The three main options for Python source protection are code obfuscation, modifying the interpreter, and compiling to binary; the other methods are basically ineffective. The safest of these three options is to compile py files with Cython (but you need to be careful about compatibility).

The method is simple: write a setup.py file first.

 1
 2
 3
 4
 5
 6
 7
 8
 9
10
11
12
13
from distutils.core import setup
import glob

from Cython.Build import cythonize


py_files = glob.glob('*/**/*.py', recursive=True)  # 第一层的 py 文件不编译,因为 so 文件不支持直接用 python -m 来执行
setup(
    ext_modules=cythonize(
        py_files,
        nthreads=4  # 同时用 4 个进程来编译 py 到 c,根据自己的 CPU 核数来设置
    )
)

If needed, you can refer to documentation to add compiler_directives.

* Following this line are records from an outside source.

//! Query string parsing and validation.
//!
//! A raw query string is a list of `&`-separated tokens, each of the form
//! `key<op>value`. Values are taken verbatim; no URL decoding is performed.
//!
//! | token               | effect                                          |
//! |---------------------|-------------------------------------------------|
//! | `date=YYYY-MM-DD`   | exact date filter                               |
//! | `date<=YYYY-MM-DD`  | inclusive upper bound                           |
//! | `date>=YYYY-MM-DD`  | inclusive lower bound                           |
//! | `date<YYYY-MM-DD`   | exclusive upper bound, stored as the day before |
//! | `date>YYYY-MM-DD`   | exclusive lower bound, stored as the day after  |
//! | `weather=VALUE`     | weather category filter                         |
//! | `limit=N`           | caps the result count (N > 0)                   |
//!
//! Tokens are evaluated left to right and parsing stops at the first error.

use chrono::{Days, NaiveDate};
use serde::Serialize;
use std::fmt;
use thiserror::Error;

use crate::record::parse_date;

/// Comparison operator in a query token
#[derive(Debug, Clone, Copy, PartialEq, Eq)]
pub enum Operator {
    Eq,
    Lt,
    Le,
    Gt,
    Ge,
}

impl Operator {
    fn as_str(self) -> &'static str {
        match self {
            Operator::Eq => "=",
            Operator::Lt => "<",
            Operator::Le => "<=",
            Operator::Gt => ">",
            Operator::Ge => ">=",
        }
    }
}

impl fmt::Display for Operator {
    fn fmt(&self, f: &mut fmt::Formatter<'_>) -> fmt::Result {
        f.write_str(self.as_str())
    }
}

/// Validation failures for a query string
#[derive(Error, Debug, Clone, PartialEq, Eq)]
pub enum QueryError {
    #[error("Duplicate {param} parameter supplied, only 1 {param} parameter allowed")]
    DuplicateParameter { param: &'static str },

    #[error("Date range parameter supplied, when single date filter parameter already supplied")]
    RangeAfterSingleDate,

    #[error("Single date constraint supplied, when range date parameters already supplied")]
    SingleDateAfterRange,

    #[error("Invalid date parameter supplied: '{value}', parameter must be in format date{op}YYYY-MM-DD")]
    InvalidDate { op: &'static str, value: String },

    #[error("Invalid date parameter, valid operators for date parameter are =, <=, <, >=, >")]
    InvalidOperator,

    #[error("Invalid {param} parameter supplied, parameter must be in format {param}=value")]
    UnsupportedOperator { param: &'static str },

    #[error("Invalid weather parameter supplied, parameter must be in format weather=value")]
    InvalidWeather,

    #[error("Invalid limit parameter supplied: '{value}', parameter must be a positive and non-zero integer")]
    InvalidLimit { value: String },

    #[error("Unknown query parameter '{token}', supported parameters are date, weather and limit")]
    UnknownParameter { token: String },

    #[error("Query parameter '{token}' is not valid percent-encoded UTF-8")]
    InvalidEncoding { token: String },
}

/// The primary selector of a query
#[derive(Debug, Clone, Copy, PartialEq, Eq, Default, Serialize)]
#[serde(tag = "mode", rename_all = "snake_case")]
pub enum DateFilter {
    /// No date constraint
    #[default]
    None,
    /// Exactly one calendar date
    Single { date: NaiveDate },
    /// Inclusive range; a missing side is open
    Range {
        lower: Option<NaiveDate>,
        upper: Option<NaiveDate>,
    },
}

/// Validated, structured form of a query string
#[derive(Debug, Clone, PartialEq, Eq, Default, Serialize)]
pub struct QueryRequest {
    /// Date selector
    pub date: DateFilter,
    /// Weather category filter; applied alone or on top of a date selector
    pub weather: Option<String>,
    /// Maximum number of results; `None` is unbounded
    pub limit: Option<usize>,
}

impl QueryRequest {
    /// Parse and validate a raw, undecoded query string
    pub fn parse(raw: &str) -> Result<Self, QueryError> {
        Self::parse_tokens(raw.split('&'))
    }

    /// Parse and validate already split `key<op>value` tokens, left to right
    pub fn parse_tokens<'a, I>(tokens: I) -> Result<Self, QueryError>
    where
        I: IntoIterator<Item = &'a str>,
    {
        let mut request = Self::default();

        for token in tokens.into_iter().filter(|t| !t.is_empty()) {
            let (key, op, value) = split_token(token);
            match key {
                "date" => request.apply_date(op, value)?,
                "weather" => request.apply_weather(op, value)?,
                "limit" => request.apply_limit(op, value)?,
                _ => {
                    return Err(QueryError::UnknownParameter {
                        token: token.to_string(),
                    })
                }
            }
        }

        Ok(request)
    }

    /// Short name of the resolution mode this request selects
    pub fn mode(&self) -> &'static str {
        match (&self.date, &self.weather) {
            (DateFilter::Single { .. }, _) => "date",
            (DateFilter::Range { .. }, _) => "date_range",
            (DateFilter::None, Some(_)) => "weather",
            (DateFilter::None, None) => "all",
        }
    }

    fn apply_date(&mut self, op: Option<Operator>, value: &str) -> Result<(), QueryError> {
        let op = op.ok_or(QueryError::InvalidOperator)?;

        if op == Operator::Eq {
            return match self.date {
                DateFilter::Single { .. } => Err(QueryError::DuplicateParameter { param: "date" }),
                DateFilter::Range { .. } => Err(QueryError::SingleDateAfterRange),
                DateFilter::None => {
                    self.date = DateFilter::Single {
                        date: parse_date_value(op, value)?,
                    };
                    Ok(())
                }
            };
        }

        let (mut lower, mut upper) = match self.date {
            DateFilter::Single { .. } => return Err(QueryError::RangeAfterSingleDate),
            DateFilter::Range { lower, upper } => (lower, upper),
            DateFilter::None => (None, None),
        };

        let (slot, param) = match op {
            Operator::Le | Operator::Lt => (&mut upper, "date upper range"),
            _ => (&mut lower, "date lower range"),
        };
        if slot.is_some() {
            return Err(QueryError::DuplicateParameter { param });
        }

        let date = parse_date_value(op, value)?;
        let bound = match op {
            Operator::Lt => date.checked_sub_days(Days::new(1)),
            Operator::Gt => date.checked_add_days(Days::new(1)),
            _ => Some(date),
        };
        *slot = Some(bound.ok_or_else(|| QueryError::InvalidDate {
            op: op.as_str(),
            value: value.to_string(),
        })?);

        self.date = DateFilter::Range { lower, upper };
        Ok(())
    }

    fn apply_weather(&mut self, op: Option<Operator>, value: &str) -> Result<(), QueryError> {
        if self.weather.is_some() {
            return Err(QueryError::DuplicateParameter { param: "weather" });
        }
        if op != Some(Operator::Eq) {
            return Err(QueryError::UnsupportedOperator { param: "weather" });
        }
        if value.is_empty() {
            return Err(QueryError::InvalidWeather);
        }

        self.weather = Some(value.to_string());
        Ok(())
    }

    fn apply_limit(&mut self, op: Option<Operator>, value: &str) -> Result<(), QueryError> {
        if op != Some(Operator::Eq) {
            return Err(QueryError::UnsupportedOperator { param: "limit" });
        }
        if self.limit.is_some() {
            return Err(QueryError::DuplicateParameter { param: "limit" });
        }

        let limit = parse_integer_literal(value)
            .filter(|&n| n > 0)
            .and_then(|n| usize::try_from(n).ok())
            .ok_or_else(|| QueryError::InvalidLimit {
                value: value.to_string(),
            })?;

        self.limit = Some(limit);
        Ok(())
    }
}

fn parse_date_value(op: Operator, value: &str) -> Result<NaiveDate, QueryError> {
    parse_date(value).ok_or_else(|| QueryError::InvalidDate {
        op: op.as_str(),
        value: value.to_string(),
    })
}

/// Parse an integer literal with an optional base prefix.
///
/// Accepts `0x`/`0X` hex, `0o`/`0O` and leading-zero octal, `0b`/`0B` binary
/// and plain decimal, with an optional sign. Underscores may separate digits.
fn parse_integer_literal(value: &str) -> Option<i64> {
    let (negative, unsigned) = match value.as_bytes().first() {
        Some(b'-') => (true, &value[1..]),
        Some(b'+') => (false, &value[1..]),
        _ => (false, value),
    };

    let lower = unsigned.to_ascii_lowercase();
    let (radix, digits, prefixed) = if let Some(rest) = lower.strip_prefix("0x") {
        (16, rest, true)
    } else if let Some(rest) = lower.strip_prefix("0o") {
        (8, rest, true)
    } else if let Some(rest) = lower.strip_prefix("0b") {
        (2, rest, true)
    } else if lower.len() > 1 && lower.starts_with('0') {
        (8, &lower[1..], true)
    } else {
        (10, lower.as_str(), false)
    };

    if digits.contains("__") || digits.ends_with('_') || (!prefixed && digits.starts_with('_')) {
        return None;
    }
    let digits: String = digits.chars().filter(|&c| c != '_').collect();
    if digits.is_empty() || !digits.chars().all(|c| c.is_ascii_alphanumeric()) {
        return None;
    }

    let magnitude = i64::from_str_radix(&digits, radix).ok()?;
    Some(if negative { -magnitude } else { magnitude })
}

/// Split a token into key, operator and verbatim value.
///
/// The key ends at the first `=`, `<` or `>`. Two-character operators win
/// over their one-character prefixes.
fn split_token(token: &str) -> (&str, Option<Operator>, &str) {
    let Some(pos) = token.find(['=', '<', '>']) else {
        return (token, None, "");
    };

    let (key, rest) = token.split_at(pos);
    let (op, len) = if rest.starts_with("<=") {
        (Operator::Le, 2)
    } else if rest.starts_with(">=") {
        (Operator::Ge, 2)
    } else if rest.starts_with('<') {
        (Operator::Lt, 1)
    } else if rest.starts_with('>') {
        (Operator::Gt, 1)
    } else {
        (Operator::Eq, 1)
    };

    (key, Some(op), &rest[len..])
}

Then execute python setup.py build_ext --inplace -j 4 to start compiling, where -inplace is to put the compiled c and so files together with the py files, and -j 4 is to use 4 processes to compile c to so at the same time. When you’re done compiling, delete the py and c files and you’re ready to release. Execution can be done just like a normal Python project, using something like python -m app. If the first level of app.py is also sensitive, you can put it in a lower level package and just write import xxx.app in app.py.

These processes are cumbersome to handle manually, and can be automated with GitLab CI to build them in a few lines of code. But as the project grew, a new problem emerged: the builds were taking longer and longer, even up to half an hour.

So I looked into Cython’s build cache, and found that it checks to see if the py file it needs to build has already generated a corresponding so file; if it has and the file is later than the py file, it skips compiling the py file. When I compiled with docker, I only ``COPYed’’ the source code, but not the so file, so naturally I had to recompile it. But if I COPY the so file directly, it will be modified later than the py file, and even if I change the code, it won’t be recompiled, which obviously doesn’t work either.

To solve this paradox, I thought of mounting a volume and saving both the source and so files on the host, so that the modification time of the files would not be lost. Before compiling, I also need to do some synchronization work, i.e., compare the new source folder that needs to be compiled with the last compiled folder in the volume, delete the py, c and so files that no longer exist, and copy the new or modified py files. This way the new py files will be modified later than so and will be recompiled, while the other py files will be skipped. This solution looks perfect, but docker build doesn’t support mounting volume, which is a real bummer.

I had no choice but to use docker run to mount the volume, compile it, copy the required files from the volume (i.e. the py files in the first layer and the so files in subsequent layers) to the image, and then use docker commit to save the new image. Note: If you’re building locally with docker, you can use COPY or ADD in Dockerfile; however, GitLab CI uses docker in docker, so you can’t access the path in the host directly.

To do this, you need to write two Dockerfiles, one for compiling and one for packaging.

1
2
3
4
5
6
7
8
build:
  script:
    - docker build -f Dockerfile_compile -t xxx-compile .
    - docker rm xxx_compile || true
    - docker run --name xxx_compile -v $CACHE_DIR:/root/xxx xxx-compile python /root/setup.py build_ext --inplace -j 4
    - docker commit xxx_compile xxx-compile
    - docker rm xxx_compile || true
    - docker build -f Dockerfile_package -t $IMAGE_NAME .

What Dockerfile_package does is copy /usr/local/lib and the compiled files from xxx-compile to a new image, which reduces the size of the image and avoids saving intermediate layers. I tested it and found that the compile time was reduced from half an hour to half a minute, done!

Here I came up with a new solution, I don’t actually need to save the py and so modification time, just make sure that the py file I don’t want to compile has a later so file. So I built it directly from the original plan and saved it as an intermediate image. In the second build step, we COPY the files in the intermediate image to another folder, then do a sync and cp the so files that don’t need to be compiled to the corresponding path. Wait for the compilation to complete, and then save it as an intermediate image as well. In the third build step, you can copy the files from the intermediate image to the new image. This solution does not need to expose the host folder, nor does it need to use docker commit, a statement that people with code cleanliness do not want to use, perfect!